◆ Goal of the exercise
In the data below, find the line that contains "fn create(owner_id: user::Id)" and the line that contains "svc.database().put(tenant.clone());". Copy both, plus every line between them, exactly.

◆ Source data
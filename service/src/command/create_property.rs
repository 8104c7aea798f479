//! [`Command`] for creating a new [`Property`].

use common::{
    operations::{By, Commit, Insert, Select, Transact, Transacted},
    DateTime,
};
use derive_more::{Display, Error, From};
use tracerr::Traced;

use crate::{
    domain::{property, user, Property, User},
    infra::{database, Database},
    Service,
};

use super::Command;

/// [`Command`] for creating a new [`Property`] owned by a landlord [`User`].
#[derive(Clone, Debug)]
pub struct CreateProperty {
    /// ID of the landlord [`User`] owning the new [`Property`].
    pub owner_id: user::Id,

    /// Name of the new [`Property`].
    pub name: property::Name,

    /// Address of the new [`Property`].
    pub address: property::Address,
}

impl<Db, Bill> Command<CreateProperty> for Service<Db, Bill>
where
    Db: Database<
            Select<By<Option<User>, user::Id>>,
            Ok = Option<User>,
            Err = Traced<database::Error>,
        > + Database<Transact, Err = Traced<database::Error>>,
    Transacted<Db>: Database<Insert<Property>, Err = Traced<database::Error>>
        + Database<Commit, Err = Traced<database::Error>>,
{
    type Ok = Property;
    type Err = Traced<ExecutionError>;

    async fn execute(
        &self,
        cmd: CreateProperty,
    ) -> Result<Self::Ok, Self::Err> {
        use ExecutionError as E;

        let CreateProperty {
            owner_id,
            name,
            address,
        } = cmd;

        let owner = self
            .database()
            .execute(Select(By::new(owner_id)))
            .await
            .map_err(tracerr::map_from_and_wrap!(=> E))?
            .ok_or(E::UserNotExists(owner_id))
            .map_err(tracerr::wrap!())?;
        if owner.role() != user::Role::Landlord {
            return Err(tracerr::new!(E::NotLandlord(owner_id)));
        }

        let property = Property {
            id: property::Id::new(),
            owner_id,
            name,
            address,
            created_at: DateTime::now().coerce(),
        };

        let tx = self
            .database()
            .execute(Transact)
            .await
            .map_err(tracerr::map_from_and_wrap!(=> E))?;
        tx.execute(Insert(property.clone()))
            .await
            .map_err(tracerr::map_from_and_wrap!(=> E))
            .map(drop)?;
        tx.execute(Commit)
            .await
            .map_err(tracerr::map_from_and_wrap!(=> E))
            .map(drop)?;

        Ok(property)
    }
}

/// Error of [`CreateProperty`] [`Command`] execution.
#[derive(Debug, Display, Error, From)]
pub enum ExecutionError {
    /// [`Database`] error.
    #[display("`Database` operation failed: {_0}")]
    Db(database::Error),

    /// [`User`] doesn't exist.
    #[display("`User(id: {_0})` does not exist")]
    #[from(ignore)]
    UserNotExists(#[error(not(source))] user::Id),

    /// [`User`] is not a landlord.
    #[display("`User(id: {_0})` is not a landlord")]
    #[from(ignore)]
    NotLandlord(#[error(not(source))] user::Id),
}

#[cfg(test)]
mod spec {
    use crate::{
        domain::{property, user},
        spec::service,
        Command as _,
    };

    use super::{CreateProperty, ExecutionError};

    fn create(owner_id: user::Id) -> CreateProperty {
        let template = property::spec::owned_by(owner_id);
        CreateProperty {
            owner_id,
            name: template.name,
            address: template.address,
        }
    }

    #[tokio::test]
    async fn stores_property_of_landlord() {
        let (svc, _) = service();
        let landlord = user::spec::with_role(user::Role::Landlord);
        svc.database().put(landlord.clone());

        let property = svc.execute(create(landlord.id)).await.unwrap();

        let state = svc.database().committed();
        assert_eq!(state.properties[&property.id].owner_id, landlord.id);
    }

    #[tokio::test]
    async fn rejects_non_landlord() {
        let (svc, _) = service();
        let tenant = user::spec::with_role(user::Role::Tenant);
        svc.database().put(tenant.clone());

        let err = svc.execute(create(tenant.id)).await.unwrap_err();

        assert!(matches!(err.as_ref(), ExecutionError::NotLandlord(_)));
        assert!(svc.database().committed().properties.is_empty());
    }
}
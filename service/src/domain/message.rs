//! [`Message`] definitions.

#[cfg(doc)]
use common::DateTime;
use common::{
    unit::{Creation, Reading},
    DateTimeOf,
};
use derive_more::{AsRef, Display, From, FromStr, Into};
#[cfg(feature = "postgres")]
use postgres_types::{FromSql, ToSql};
use serde::{Deserialize, Serialize};
use uuid::Uuid;

#[cfg(doc)]
use crate::domain::{Meldung, User};
use crate::domain::{meldung, user};

/// Message exchanged in a thread of a [`Meldung`].
#[derive(Clone, Debug, PartialEq)]
pub struct Message {
    /// ID of this [`Message`].
    pub id: Id,

    /// ID of the [`Meldung`] this [`Message`] belongs to.
    pub meldung_id: meldung::Id,

    /// [`Sender`] of this [`Message`].
    pub sender: Sender,

    /// [`Receiver`] of this [`Message`].
    pub receiver: Receiver,

    /// [`Content`] of this [`Message`].
    pub content: Content,

    /// [`Attachment`]s of this [`Message`].
    pub attachments: Vec<Attachment>,

    /// Read receipts of this [`Message`], one per [`User`].
    pub read_by: Vec<Receipt>,

    /// [`DateTime`] when this [`Message`] was sent.
    pub created_at: CreationDateTime,
}

impl Message {
    /// Records that the provided [`User`] has read this [`Message`].
    ///
    /// Returns `false` if the [`User`] has read it already, leaving the
    /// existing [`Receipt`] untouched.
    pub fn mark_read(&mut self, user_id: user::Id) -> bool {
        if self.read_by.iter().any(|r| r.user_id == user_id) {
            return false;
        }
        self.read_by.push(Receipt::new(user_id));
        true
    }
}

/// Author of a [`Message`].
#[derive(Clone, Copy, Debug, Eq, PartialEq)]
pub struct Sender {
    /// ID of the sending [`User`].
    pub user_id: user::Id,

    /// [`user::Role`] the [`User`] had when sending.
    pub role: user::Role,
}

/// Addressee of a [`Message`].
///
/// A [`Receiver`] without a `user_id` addresses everyone having the `role` in
/// the thread.
#[derive(Clone, Copy, Debug, Eq, PartialEq)]
pub struct Receiver {
    /// [`user::Role`] of the addressee.
    pub role: user::Role,

    /// ID of the addressed [`User`], if a concrete one.
    pub user_id: Option<user::Id>,
}

/// Reference to a file attached to a [`Message`].
#[derive(Clone, Debug, Deserialize, Eq, PartialEq, Serialize)]
pub struct Attachment {
    /// Original file name.
    pub name: String,

    /// URL the file is stored under.
    pub url: String,

    /// MIME type of the file.
    pub mime: String,
}

impl Attachment {
    /// Indicates whether this [`Attachment`] is an image.
    #[must_use]
    pub fn is_image(&self) -> bool {
        self.mime
            .get(..6)
            .is_some_and(|p| p.eq_ignore_ascii_case("image/"))
    }
}

/// Record of a [`User`] having read something.
#[derive(Clone, Copy, Debug, Deserialize, Eq, PartialEq, Serialize)]
pub struct Receipt {
    /// ID of the reading [`User`].
    pub user_id: user::Id,

    /// [`DateTime`] of the first reading.
    #[serde(with = "common::datetime::serde::unix_timestamp")]
    pub read_at: ReadingDateTime,
}

impl Receipt {
    /// Creates a new [`Receipt`] of the provided [`User`] reading right now.
    #[must_use]
    pub fn new(user_id: user::Id) -> Self {
        Self {
            user_id,
            read_at: ReadingDateTime::now(),
        }
    }
}

/// ID of a [`Message`].
#[derive(
    Clone,
    Copy,
    Debug,
    Default,
    Deserialize,
    Display,
    Eq,
    From,
    FromStr,
    Hash,
    Into,
    PartialEq,
    Serialize,
)]
#[cfg_attr(feature = "postgres", derive(ToSql, FromSql), postgres(transparent))]
pub struct Id(Uuid);

impl Id {
    /// Creates a new random [`Id`].
    #[must_use]
    pub fn new() -> Self {
        Self(Uuid::new_v4())
    }
}

/// Text of a [`Message`].
#[derive(AsRef, Clone, Debug, Display, Eq, PartialEq)]
#[as_ref(str, String)]
#[cfg_attr(feature = "postgres", derive(FromSql, ToSql), postgres(transparent))]
pub struct Content(String);

impl Content {
    /// Creates a new [`Content`] if the given `text` is not blank.
    #[must_use]
    pub fn new(text: impl Into<String>) -> Option<Self> {
        let text = text.into();
        (!text.trim().is_empty() && text.len() <= 10_000).then_some(Self(text))
    }
}

impl FromStr for Content {
    type Err = &'static str;

    fn from_str(s: &str) -> Result<Self, Self::Err> {
        Self::new(s).ok_or("invalid `Content`")
    }
}

/// [`DateTime`] when a [`Message`] was sent.
pub type CreationDateTime = DateTimeOf<(Message, Creation)>;

/// [`DateTime`] when something was read.
pub type ReadingDateTime = DateTimeOf<(Receipt, Reading)>;

#[cfg(test)]
mod spec {
    use common::DateTime;

    use crate::domain::{meldung, user};

    use super::{Attachment, Content, Id, Message, Receiver, Sender};

    #[test]
    fn read_receipt_once_per_user() {
        let (tenant, craftsman) = (user::Id::new(), user::Id::new());
        let mut msg = Message {
            id: Id::new(),
            meldung_id: meldung::Id::new(),
            sender: Sender {
                user_id: tenant,
                role: user::Role::Tenant,
            },
            receiver: Receiver {
                role: user::Role::Craftsman,
                user_id: None,
            },
            content: Content::new("Wann kommen Sie?").unwrap(),
            attachments: vec![],
            read_by: vec![],
            created_at: DateTime::now().coerce(),
        };

        assert!(msg.mark_read(craftsman));
        let first = msg.read_by[0];
        assert!(!msg.mark_read(craftsman));
        assert!(msg.mark_read(tenant));

        assert_eq!(msg.read_by.len(), 2);
        assert_eq!(msg.read_by[0], first);
    }

    #[test]
    fn detects_images() {
        let attachment = |mime: &str| Attachment {
            name: "file".into(),
            url: "https://files.example.org/file".into(),
            mime: mime.into(),
        };

        assert!(attachment("image/jpeg").is_image());
        assert!(attachment("IMAGE/PNG").is_image());
        assert!(!attachment("application/pdf").is_image());
        assert!(!attachment("img").is_image());
    }

    #[test]
    fn content_is_not_blank() {
        assert!(Content::new(" \n").is_none());
        assert!(Content::new("Danke!").is_some());
    }
}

◆ Solution to this exercise
    fn create(owner_id: user::Id) -> CreateProperty {
        let template = property::spec::owned_by(owner_id);
        CreateProperty {
            owner_id,
            name: template.name,
            address: template.address,
        }
    }

    #[tokio::test]
    async fn stores_property_of_landlord() {
        let (svc, _) = service();
        let landlord = user::spec::with_role(user::Role::Landlord);
        svc.database().put(landlord.clone());

        let property = svc.execute(create(landlord.id)).await.unwrap();

        let state = svc.database().committed();
        assert_eq!(state.properties[&property.id].owner_id, landlord.id);
    }

    #[tokio::test]
    async fn rejects_non_landlord() {
        let (svc, _) = service();
        let tenant = user::spec::with_role(user::Role::Tenant);
        svc.database().put(tenant.clone());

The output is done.